FuncBranch<Hardware> fncWarranties = new FuncBranch<Hardware>();
fncWarranties.AndThen(HardwareBusiness.PurchaseWarranty)
.AndThen(HardwareBusiness.ConditionWarranty);
somehw.AndThenCheck(HardwareBusiness.isValid,
fncWarranties,
x => {return Option.None<Hardware>();}
).Exec();
Means, if the isValid
check succeeds, execute the functions of the fncWarranties
branch, otherwise return None
(meaning stop any further processing). These are just examples that show how you to make your compositions.
Code Example
The accompanying fictitious example - it doesn’t resemble real cases - is about hardware. On the basis of checks, it is determined whether there is a warranty, which pricing model has to be applied and how to swap. Sometimes the checks apply to all, in other cases to some. Sometimes it is determined automatically, sometime the user has to decide. You swap in case of an in-warranty and you make a quotation in case of an out-warranty.
If you run the code, you select a hardware from the list. In the comment, you see what the selected example is about. In the textbox
below, you will see a trace of what’s happening. The core of the code is in the class HardwareController
, method processHardware
. In this method, all the outlining is defined. Compare this method with a traditional approach, where a programmer will code it everywhere.
processHardware
is only about outlining the logic first before executing it. For instance, the method caseWarrantyChecksPerMark
determines that Sony’s have to be pipelined through the fncWarrantiesExt
and the other marks through the fncWarranties
. The warranty checks themselves (PurchaseWarranty
, etc.) are not executed.
If you look at the individual methods, you see very simple checks that often only set properties. The branching logic is namely already taken care of.
In addition, I implemented a mechanism where all ‘transactional methods’ are not called directly. I grouped these transactions methods in the region Exe
cutes
of the HardwareBusiness
class. The method updateisInvalid
should update a database. The class Hardware
has a property Executes
of type FuncBranch
, taking one step further the principle of outlining first before executing. In some cases, this is not a bad thing to do.

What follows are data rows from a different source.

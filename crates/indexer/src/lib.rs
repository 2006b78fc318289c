//! # Recall Indexer
//!
//! Builds the document catalog for a folder of Markdown notes.
//!
//! ## Pipeline
//!
//! ```text
//! Root directory
//!     │
//!     ├──> Walker (file-name order, symlinks followed)
//!     │      └─> *.md files
//!     │
//!     ├──> Per-file indexing
//!     │      └─> id = md5(relative path), title, folder path, size
//!     │
//!     └──> Folder tree
//!            └─> only folders holding at least one document
//! ```
//!
//! ## Example
//!
//! ```no_run
//! use recall_indexer::MarkdownScanner;
//!
//! fn main() -> recall_indexer::Result<()> {
//!     let output = MarkdownScanner::new("./docs").scan()?;
//!     println!("Indexed {} documents", output.stats.documents);
//!     Ok(())
//! }
//! ```

mod error;
mod paths;
mod scanner;
mod stats;
mod title;

pub use error::{IndexerError, Result};
pub use paths::{
    document_id, folder_path_of, normalize_folder_query, normalize_separators, relative_path,
};
pub use scanner::{is_markdown, MarkdownScanner, ScanOutput};
pub use stats::ScanStats;
pub use title::extract_title;
use crate::error::{Result, StoreError};
use recall_protocol::{Document, FolderNode, ReviewRecord};
use serde::{Deserialize, Serialize};
use std::collections::{BTreeMap, HashSet};
use std::path::{Path, PathBuf};

/// Everything that survives a restart.
#[derive(Debug, Clone, Default, PartialEq, Serialize, Deserialize)]
#[serde(rename_all = "camelCase")]
pub struct LibraryState {
    #[serde(default)]
    pub documents: Vec<Document>,
    #[serde(default)]
    pub reading_records: BTreeMap<String, ReviewRecord>,
    #[serde(default)]
    pub folder_structure: FolderNode,
}

impl LibraryState {
    pub fn find(&self, id: &str) -> Option<&Document> {
        self.documents.iter().find(|doc| doc.id == id)
    }

    /// Drop review records whose document is no longer in the catalog.
    pub fn prune_orphaned_records(&mut self) -> usize {
        let live: HashSet<&str> = self.documents.iter().map(|d| d.id.as_str()).collect();
        let before = self.reading_records.len();
        self.reading_records.retain(|id, _| live.contains(id.as_str()));
        before - self.reading_records.len()
    }
}

/// JSON file holding a [`LibraryState`].
#[derive(Debug, Clone)]
pub struct StateFile {
    path: PathBuf,
}

impl StateFile {
    pub fn new(path: impl Into<PathBuf>) -> Self {
        Self { path: path.into() }
    }

    pub fn path(&self) -> &Path {
        &self.path
    }

    /// Read the state, creating an empty file (and its parent) when absent.
    pub fn load_or_init(&self) -> Result<LibraryState> {
        if !self.path.exists() {
            let state = LibraryState::default();
            self.save(&state)?;
            log::info!("Created empty state file {}", self.path.display());
            return Ok(state);
        }

        let bytes = std::fs::read(&self.path).map_err(|e| StoreError::fs(&self.path, e))?;
        serde_json::from_slice(&bytes).map_err(|e| StoreError::persistence(&self.path, e))
    }

    /// Write via a sibling temp file and rename, so readers never observe a
    /// half-written state.
    pub fn save(&self, state: &LibraryState) -> Result<()> {
        if let Some(parent) = self.path.parent().filter(|p| !p.as_os_str().is_empty()) {
            std::fs::create_dir_all(parent).map_err(|e| StoreError::fs(parent, e))?;
        }

        let bytes = serde_json::to_vec_pretty(state)
            .map_err(|e| StoreError::persistence(&self.path, e))?;
        let tmp = self.path.with_extension("json.tmp");
        std::fs::write(&tmp, bytes).map_err(|e| StoreError::fs(&tmp, e))?;
        std::fs::rename(&tmp, &self.path).map_err(|e| StoreError::fs(&self.path, e))?;
        Ok(())
    }
}
use crate::error::{IndexerError, Result};
use std::path::{Component, Path};

/// Convert every `\` to `/`.
pub fn normalize_separators(path: &str) -> String {
    path.replace('\\', "/")
}

/// Path of `path` below `root`, `/`-separated regardless of platform.
pub fn relative_path(root: &Path, path: &Path) -> Result<String> {
    let rel = path.strip_prefix(root).map_err(|_| {
        IndexerError::InvalidPath(format!(
            "{} is not below {}",
            path.display(),
            root.display()
        ))
    })?;

    let joined = rel
        .components()
        .filter_map(|c| match c {
            Component::Normal(part) => Some(part.to_string_lossy()),
            _ => None,
        })
        .collect::<Vec<_>>()
        .join("/");
    Ok(normalize_separators(&joined))
}

/// Stable document id: hex MD5 of the normalized relative path.
pub fn document_id(relative_path: &str) -> String {
    let normalized = normalize_separators(relative_path);
    format!("{:x}", md5::compute(normalized.as_bytes()))
}

/// Directory portion of a relative path; `""` for files at the root.
pub fn folder_path_of(relative_path: &str) -> String {
    let normalized = normalize_separators(relative_path);
    match normalized.rsplit_once('/') {
        Some((dir, _)) => dir.to_string(),
        None => String::new(),
    }
}

/// Normalize a user-supplied folder path for exact matching against
/// `Document::folder_path`.
///
/// `""` and `"."` map to the root; empty and `.` segments are dropped.
/// Segment names are kept byte for byte, surrounding spaces included.
/// Absolute paths and parent references are rejected.
pub fn normalize_folder_query(raw: &str) -> Result<String> {
    let value = normalize_separators(raw);

    if value.starts_with('/') || has_drive_prefix(&value) {
        return Err(IndexerError::InvalidPath(format!(
            "folder path must be relative: {raw:?}"
        )));
    }

    let mut segments = Vec::new();
    for segment in value.split('/') {
        match segment {
            "" | "." => {}
            ".." => {
                return Err(IndexerError::InvalidPath(format!(
                    "folder path must not contain '..': {raw:?}"
                )))
            }
            other => segments.push(other),
        }
    }
    Ok(segments.join("/"))
}

fn has_drive_prefix(value: &str) -> bool {
    let bytes = value.as_bytes();
    bytes.len() >= 2 && bytes[0].is_ascii_alphabetic() && bytes[1] == b':'
}
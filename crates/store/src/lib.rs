//! # Recall Store
//!
//! The [`Library`] joins the scanned catalog with persisted review records.
//!
//! ```text
//! scan()            ──> MarkdownScanner ──> replace catalog + tree ──> data.json
//! mark_reviewed()   ──> scheduler       ──> update one record      ──> data.json
//! list_*()          ──> catalog ⋈ records, evaluated at `now`
//! ```
//!
//! ## Example
//!
//! ```no_run
//! use chrono::Utc;
//! use recall_store::{Library, LibraryConfig};
//!
//! fn main() -> recall_store::Result<()> {
//!     let library = Library::open(LibraryConfig {
//!         markdown_dir: "./docs".into(),
//!         db_file: "./db/data.json".into(),
//!     })?;
//!     library.scan()?;
//!     for doc in library.list_due_documents(Utc::now()) {
//!         println!("{} ({})", doc.document.title, doc.document.folder_label());
//!     }
//!     Ok(())
//! }
//! ```

mod error;
mod join;
mod library;
mod state;

pub use error::{ErrorKind, Result, StoreError};
pub use join::{join_all, with_review};
pub use library::{DocumentContent, Library, LibraryConfig, ScanReport};
pub use recall_indexer::ScanStats;
pub use state::{LibraryState, StateFile};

Take the following implementation that’s used in the example:
public static Boolean isValid(Option<Hardware> input)
{
Hardware hw = GetHardWare(input);
if (string.IsNullOrEmpty(hw.TypeName))
{
Report(hw, "No type -> End flow");
hw.Executes.AndThen(updateisInvalid);
hw.Executes.AndThen(sendBack);
return false;
}
hw.Executes.AndThen(updateValidStatus);
return true;
}
Instead of calling updateValidStatus,updateisInvalid,sendBack
directly, these methods are added to hw.Executes
, which is of type FuncBranch<Hardware>
. The last line in the processHardware
method is:
somehw.AndThen(Option.ReadValue<Hardware>(somehw).Executes).Exec();
By now, you probably see what’s happening. hw.Executes
returns a FuncBranch
, that can be input for the AndThen
method of the Hardware
Option. The Exec()
will execute all this.
In this case, this implementation pays off in case of an error. If you hit the free price scenario, you must enter a price. If you input a non-numerical character, the price will error. Because of this error, the flow that follows will not be executed. In this case, the transactional methods are not called. You don’t need to code for this explicitly, because this logic is part of the Option
class.
To the option
class, I added a TraceEventHandler
. If somebody adds itself as a listener, it will get all the methods that are called. In the example, this is done with these calls.
Option<Hardware> somehw = Option.Some(hw);
somehw.TraceInfo += new Option<Hardware>.TraceEventHandler(somehw_TraceInfo);
Making it extremely simple to trace the calls that make up the flow of the application.